▶ [Information provided]:
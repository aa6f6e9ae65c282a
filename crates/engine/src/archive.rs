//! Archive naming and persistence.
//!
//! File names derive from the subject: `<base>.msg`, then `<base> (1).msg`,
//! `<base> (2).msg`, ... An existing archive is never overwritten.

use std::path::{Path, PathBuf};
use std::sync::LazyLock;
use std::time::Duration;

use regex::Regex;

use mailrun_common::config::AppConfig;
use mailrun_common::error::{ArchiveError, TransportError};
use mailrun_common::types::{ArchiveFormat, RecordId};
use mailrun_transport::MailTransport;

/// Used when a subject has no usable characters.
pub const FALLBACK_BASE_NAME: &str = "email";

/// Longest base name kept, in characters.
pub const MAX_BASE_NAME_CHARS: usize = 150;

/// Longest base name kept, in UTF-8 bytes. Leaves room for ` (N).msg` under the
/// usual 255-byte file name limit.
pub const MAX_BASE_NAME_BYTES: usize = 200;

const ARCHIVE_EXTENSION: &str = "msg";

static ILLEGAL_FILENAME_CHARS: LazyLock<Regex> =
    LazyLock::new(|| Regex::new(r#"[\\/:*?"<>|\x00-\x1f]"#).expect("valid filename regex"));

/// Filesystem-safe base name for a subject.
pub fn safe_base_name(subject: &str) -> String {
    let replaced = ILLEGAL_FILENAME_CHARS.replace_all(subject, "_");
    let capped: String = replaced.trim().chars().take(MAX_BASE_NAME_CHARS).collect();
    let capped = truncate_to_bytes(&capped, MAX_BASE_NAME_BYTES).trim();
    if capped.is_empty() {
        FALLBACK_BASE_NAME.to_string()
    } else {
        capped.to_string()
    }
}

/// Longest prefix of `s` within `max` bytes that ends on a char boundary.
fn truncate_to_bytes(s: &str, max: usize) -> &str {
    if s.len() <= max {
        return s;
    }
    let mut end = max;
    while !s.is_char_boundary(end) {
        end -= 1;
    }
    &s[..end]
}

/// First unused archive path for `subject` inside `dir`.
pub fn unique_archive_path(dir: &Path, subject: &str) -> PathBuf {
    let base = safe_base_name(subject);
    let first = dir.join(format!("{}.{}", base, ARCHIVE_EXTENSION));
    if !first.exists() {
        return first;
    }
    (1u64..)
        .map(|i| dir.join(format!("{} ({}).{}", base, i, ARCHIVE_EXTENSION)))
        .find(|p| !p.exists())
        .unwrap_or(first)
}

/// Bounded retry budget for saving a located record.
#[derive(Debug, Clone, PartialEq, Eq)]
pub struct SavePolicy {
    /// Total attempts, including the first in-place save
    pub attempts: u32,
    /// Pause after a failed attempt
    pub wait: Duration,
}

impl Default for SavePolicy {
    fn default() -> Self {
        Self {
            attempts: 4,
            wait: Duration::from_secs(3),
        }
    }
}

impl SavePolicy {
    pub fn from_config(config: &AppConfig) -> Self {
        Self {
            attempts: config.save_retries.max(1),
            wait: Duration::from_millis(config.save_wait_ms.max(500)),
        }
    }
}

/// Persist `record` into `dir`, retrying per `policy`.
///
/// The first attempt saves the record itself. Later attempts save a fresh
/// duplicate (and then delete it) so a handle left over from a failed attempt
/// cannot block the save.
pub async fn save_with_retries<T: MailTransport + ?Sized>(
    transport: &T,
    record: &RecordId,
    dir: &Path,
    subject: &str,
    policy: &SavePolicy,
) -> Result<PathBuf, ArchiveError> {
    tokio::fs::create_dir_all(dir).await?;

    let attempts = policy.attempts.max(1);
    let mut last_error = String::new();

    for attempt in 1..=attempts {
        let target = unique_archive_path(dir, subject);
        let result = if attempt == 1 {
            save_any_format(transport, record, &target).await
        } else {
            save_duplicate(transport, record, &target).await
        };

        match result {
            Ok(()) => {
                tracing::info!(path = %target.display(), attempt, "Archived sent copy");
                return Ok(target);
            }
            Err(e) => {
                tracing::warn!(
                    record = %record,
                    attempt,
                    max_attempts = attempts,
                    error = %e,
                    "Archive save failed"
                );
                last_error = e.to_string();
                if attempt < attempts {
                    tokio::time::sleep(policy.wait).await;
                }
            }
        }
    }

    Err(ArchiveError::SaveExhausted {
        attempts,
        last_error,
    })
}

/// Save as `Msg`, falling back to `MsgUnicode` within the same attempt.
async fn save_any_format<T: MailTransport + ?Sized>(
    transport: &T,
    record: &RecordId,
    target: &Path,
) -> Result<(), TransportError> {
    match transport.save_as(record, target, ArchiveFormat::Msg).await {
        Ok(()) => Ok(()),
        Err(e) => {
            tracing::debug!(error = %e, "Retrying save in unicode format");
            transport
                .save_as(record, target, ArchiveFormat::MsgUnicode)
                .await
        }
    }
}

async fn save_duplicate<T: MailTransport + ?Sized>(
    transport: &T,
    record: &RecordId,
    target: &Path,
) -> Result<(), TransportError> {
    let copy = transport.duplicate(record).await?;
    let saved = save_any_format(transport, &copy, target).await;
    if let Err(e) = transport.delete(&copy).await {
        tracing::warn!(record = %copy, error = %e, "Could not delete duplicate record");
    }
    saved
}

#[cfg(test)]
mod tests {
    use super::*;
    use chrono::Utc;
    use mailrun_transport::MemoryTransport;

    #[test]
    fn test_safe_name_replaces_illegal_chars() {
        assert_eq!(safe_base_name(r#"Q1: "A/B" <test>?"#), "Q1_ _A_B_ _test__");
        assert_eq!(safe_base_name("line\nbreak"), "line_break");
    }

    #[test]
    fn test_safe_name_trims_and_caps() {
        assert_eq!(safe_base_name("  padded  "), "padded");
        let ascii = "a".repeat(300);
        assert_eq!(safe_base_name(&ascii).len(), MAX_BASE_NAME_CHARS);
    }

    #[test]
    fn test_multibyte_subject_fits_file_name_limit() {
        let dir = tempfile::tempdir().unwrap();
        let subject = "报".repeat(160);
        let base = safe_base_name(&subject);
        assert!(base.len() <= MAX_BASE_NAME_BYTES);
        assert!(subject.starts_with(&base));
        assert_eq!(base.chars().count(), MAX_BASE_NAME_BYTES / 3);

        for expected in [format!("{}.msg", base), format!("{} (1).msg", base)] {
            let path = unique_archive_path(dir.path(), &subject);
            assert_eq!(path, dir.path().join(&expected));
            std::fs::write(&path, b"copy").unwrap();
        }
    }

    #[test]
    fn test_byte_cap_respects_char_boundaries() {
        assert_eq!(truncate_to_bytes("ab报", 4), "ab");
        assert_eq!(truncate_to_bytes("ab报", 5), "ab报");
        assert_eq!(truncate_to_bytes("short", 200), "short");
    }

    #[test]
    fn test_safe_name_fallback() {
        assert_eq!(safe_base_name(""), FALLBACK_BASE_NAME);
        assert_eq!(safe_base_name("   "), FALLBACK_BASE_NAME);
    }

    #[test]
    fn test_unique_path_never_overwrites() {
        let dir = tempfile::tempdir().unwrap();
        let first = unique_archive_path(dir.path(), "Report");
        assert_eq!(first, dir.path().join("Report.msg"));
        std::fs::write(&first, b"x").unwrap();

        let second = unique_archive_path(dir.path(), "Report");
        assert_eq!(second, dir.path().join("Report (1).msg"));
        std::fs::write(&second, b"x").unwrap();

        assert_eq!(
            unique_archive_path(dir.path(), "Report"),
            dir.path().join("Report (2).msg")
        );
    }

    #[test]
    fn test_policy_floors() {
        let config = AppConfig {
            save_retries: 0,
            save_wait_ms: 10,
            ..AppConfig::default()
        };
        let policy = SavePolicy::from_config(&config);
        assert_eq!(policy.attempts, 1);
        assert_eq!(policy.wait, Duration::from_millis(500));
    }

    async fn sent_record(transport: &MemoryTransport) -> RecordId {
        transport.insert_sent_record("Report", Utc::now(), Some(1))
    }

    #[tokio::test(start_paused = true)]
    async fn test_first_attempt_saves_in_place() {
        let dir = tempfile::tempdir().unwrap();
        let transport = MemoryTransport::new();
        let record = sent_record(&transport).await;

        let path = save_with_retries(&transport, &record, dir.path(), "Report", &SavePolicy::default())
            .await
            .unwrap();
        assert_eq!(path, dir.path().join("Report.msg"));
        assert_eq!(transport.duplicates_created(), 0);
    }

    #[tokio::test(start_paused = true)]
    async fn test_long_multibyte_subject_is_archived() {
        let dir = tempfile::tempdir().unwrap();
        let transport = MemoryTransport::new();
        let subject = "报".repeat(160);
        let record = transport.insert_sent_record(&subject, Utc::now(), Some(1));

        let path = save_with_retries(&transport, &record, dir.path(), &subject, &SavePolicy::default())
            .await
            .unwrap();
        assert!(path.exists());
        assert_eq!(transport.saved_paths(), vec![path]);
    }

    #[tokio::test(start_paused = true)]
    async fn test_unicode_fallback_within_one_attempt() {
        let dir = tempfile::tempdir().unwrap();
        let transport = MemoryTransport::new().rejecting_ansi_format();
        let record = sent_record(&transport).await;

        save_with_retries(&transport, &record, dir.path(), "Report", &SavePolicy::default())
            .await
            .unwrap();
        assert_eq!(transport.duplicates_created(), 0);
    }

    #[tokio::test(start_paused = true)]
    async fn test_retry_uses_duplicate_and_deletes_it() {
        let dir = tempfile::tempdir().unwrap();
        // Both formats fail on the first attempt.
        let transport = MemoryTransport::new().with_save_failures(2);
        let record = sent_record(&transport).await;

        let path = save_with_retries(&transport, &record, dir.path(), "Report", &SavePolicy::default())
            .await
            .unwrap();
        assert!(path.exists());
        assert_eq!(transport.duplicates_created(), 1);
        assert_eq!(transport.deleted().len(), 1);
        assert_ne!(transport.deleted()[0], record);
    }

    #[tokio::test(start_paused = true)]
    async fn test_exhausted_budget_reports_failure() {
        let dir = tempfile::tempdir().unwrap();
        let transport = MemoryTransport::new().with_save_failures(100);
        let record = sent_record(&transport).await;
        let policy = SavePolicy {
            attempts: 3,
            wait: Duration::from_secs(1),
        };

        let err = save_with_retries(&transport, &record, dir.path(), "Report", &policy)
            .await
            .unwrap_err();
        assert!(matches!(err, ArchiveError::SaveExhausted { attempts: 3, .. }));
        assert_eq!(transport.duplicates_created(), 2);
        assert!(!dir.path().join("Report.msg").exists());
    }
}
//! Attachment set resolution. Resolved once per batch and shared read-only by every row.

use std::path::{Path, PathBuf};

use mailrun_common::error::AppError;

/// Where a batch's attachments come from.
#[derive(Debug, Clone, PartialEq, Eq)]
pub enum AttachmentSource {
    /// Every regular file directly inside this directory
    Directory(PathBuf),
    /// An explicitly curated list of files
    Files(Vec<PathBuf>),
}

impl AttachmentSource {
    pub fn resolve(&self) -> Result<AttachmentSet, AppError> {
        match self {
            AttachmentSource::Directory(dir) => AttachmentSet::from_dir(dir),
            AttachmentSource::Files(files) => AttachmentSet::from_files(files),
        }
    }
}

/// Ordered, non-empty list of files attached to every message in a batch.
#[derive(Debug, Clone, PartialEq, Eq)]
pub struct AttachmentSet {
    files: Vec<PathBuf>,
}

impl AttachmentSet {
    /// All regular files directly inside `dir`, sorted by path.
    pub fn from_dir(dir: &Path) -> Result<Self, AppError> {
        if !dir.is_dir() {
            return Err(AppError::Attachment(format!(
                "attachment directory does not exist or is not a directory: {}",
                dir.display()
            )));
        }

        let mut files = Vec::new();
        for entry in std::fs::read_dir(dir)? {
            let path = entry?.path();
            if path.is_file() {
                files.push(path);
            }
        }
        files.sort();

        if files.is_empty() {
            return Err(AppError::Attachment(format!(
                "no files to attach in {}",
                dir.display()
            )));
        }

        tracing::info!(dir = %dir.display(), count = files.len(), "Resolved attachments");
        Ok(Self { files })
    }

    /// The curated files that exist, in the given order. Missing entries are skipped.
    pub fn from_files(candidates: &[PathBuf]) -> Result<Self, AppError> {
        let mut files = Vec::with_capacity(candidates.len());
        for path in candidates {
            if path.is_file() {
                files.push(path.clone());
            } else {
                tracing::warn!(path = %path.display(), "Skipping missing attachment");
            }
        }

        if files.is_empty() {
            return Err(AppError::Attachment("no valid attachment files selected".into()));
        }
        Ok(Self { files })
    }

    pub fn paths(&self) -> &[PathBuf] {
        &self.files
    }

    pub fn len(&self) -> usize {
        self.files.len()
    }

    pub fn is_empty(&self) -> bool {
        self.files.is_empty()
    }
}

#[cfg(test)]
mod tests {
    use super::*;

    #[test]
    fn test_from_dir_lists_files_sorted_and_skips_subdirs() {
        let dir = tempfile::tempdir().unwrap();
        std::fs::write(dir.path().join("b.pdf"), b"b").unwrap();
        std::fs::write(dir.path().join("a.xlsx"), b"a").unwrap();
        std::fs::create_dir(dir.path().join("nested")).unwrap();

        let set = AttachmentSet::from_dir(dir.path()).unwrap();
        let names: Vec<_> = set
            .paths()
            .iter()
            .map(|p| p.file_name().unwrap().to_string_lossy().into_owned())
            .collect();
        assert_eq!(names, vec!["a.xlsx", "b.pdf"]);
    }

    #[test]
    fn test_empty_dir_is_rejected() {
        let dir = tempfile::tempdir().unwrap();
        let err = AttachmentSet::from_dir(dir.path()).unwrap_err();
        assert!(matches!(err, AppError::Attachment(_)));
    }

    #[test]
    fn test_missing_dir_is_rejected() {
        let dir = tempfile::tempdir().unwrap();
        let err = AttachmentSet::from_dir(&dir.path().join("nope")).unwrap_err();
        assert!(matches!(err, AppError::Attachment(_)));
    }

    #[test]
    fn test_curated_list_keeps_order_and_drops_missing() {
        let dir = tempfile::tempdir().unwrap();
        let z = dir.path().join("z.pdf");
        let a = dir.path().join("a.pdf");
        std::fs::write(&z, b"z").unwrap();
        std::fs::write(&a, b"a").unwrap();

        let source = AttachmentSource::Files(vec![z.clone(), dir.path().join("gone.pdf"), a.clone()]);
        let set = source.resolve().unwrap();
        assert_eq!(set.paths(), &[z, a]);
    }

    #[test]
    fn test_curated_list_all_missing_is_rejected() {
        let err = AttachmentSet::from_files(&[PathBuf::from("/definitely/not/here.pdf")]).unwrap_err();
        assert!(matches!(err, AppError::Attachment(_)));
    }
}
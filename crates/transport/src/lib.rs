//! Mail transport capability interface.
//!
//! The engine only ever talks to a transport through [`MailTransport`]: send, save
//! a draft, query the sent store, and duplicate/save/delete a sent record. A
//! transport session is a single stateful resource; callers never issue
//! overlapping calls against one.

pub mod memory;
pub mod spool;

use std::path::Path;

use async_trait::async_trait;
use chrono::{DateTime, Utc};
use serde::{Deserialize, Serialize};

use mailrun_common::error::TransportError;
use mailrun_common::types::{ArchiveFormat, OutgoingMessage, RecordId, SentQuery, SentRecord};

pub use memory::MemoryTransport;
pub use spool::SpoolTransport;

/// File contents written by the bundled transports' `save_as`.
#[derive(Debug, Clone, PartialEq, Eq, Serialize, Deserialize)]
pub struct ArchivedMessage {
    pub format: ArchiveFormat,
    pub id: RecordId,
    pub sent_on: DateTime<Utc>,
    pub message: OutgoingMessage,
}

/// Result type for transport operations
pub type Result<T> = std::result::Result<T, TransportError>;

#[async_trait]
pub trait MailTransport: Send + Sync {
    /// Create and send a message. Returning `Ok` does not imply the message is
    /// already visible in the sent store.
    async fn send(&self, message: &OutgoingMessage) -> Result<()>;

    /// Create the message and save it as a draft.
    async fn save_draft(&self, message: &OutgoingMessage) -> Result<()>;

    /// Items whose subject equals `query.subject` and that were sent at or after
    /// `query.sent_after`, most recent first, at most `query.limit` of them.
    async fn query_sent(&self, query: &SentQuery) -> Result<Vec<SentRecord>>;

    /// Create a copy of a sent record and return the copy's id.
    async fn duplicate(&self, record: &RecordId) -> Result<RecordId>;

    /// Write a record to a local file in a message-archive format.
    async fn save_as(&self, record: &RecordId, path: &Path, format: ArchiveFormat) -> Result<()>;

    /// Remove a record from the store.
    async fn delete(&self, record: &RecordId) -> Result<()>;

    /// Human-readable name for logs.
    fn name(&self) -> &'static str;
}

▶ [What the task asks]: Your answer must be the lines from the first line of the records through the line containing "use regex::Regex;", copied exactly.

▶ [Response]:
repository aa6f6e9ae65c282a
filename crates/engine/src/archive.rs
//! Archive naming and persistence.
//!
//! File names derive from the subject: `<base>.msg`, then `<base> (1).msg`,
//! `<base> (2).msg`, ... An existing archive is never overwritten.

use std::path::{Path, PathBuf};
use std::sync::LazyLock;
use std::time::Duration;

use regex::Regex;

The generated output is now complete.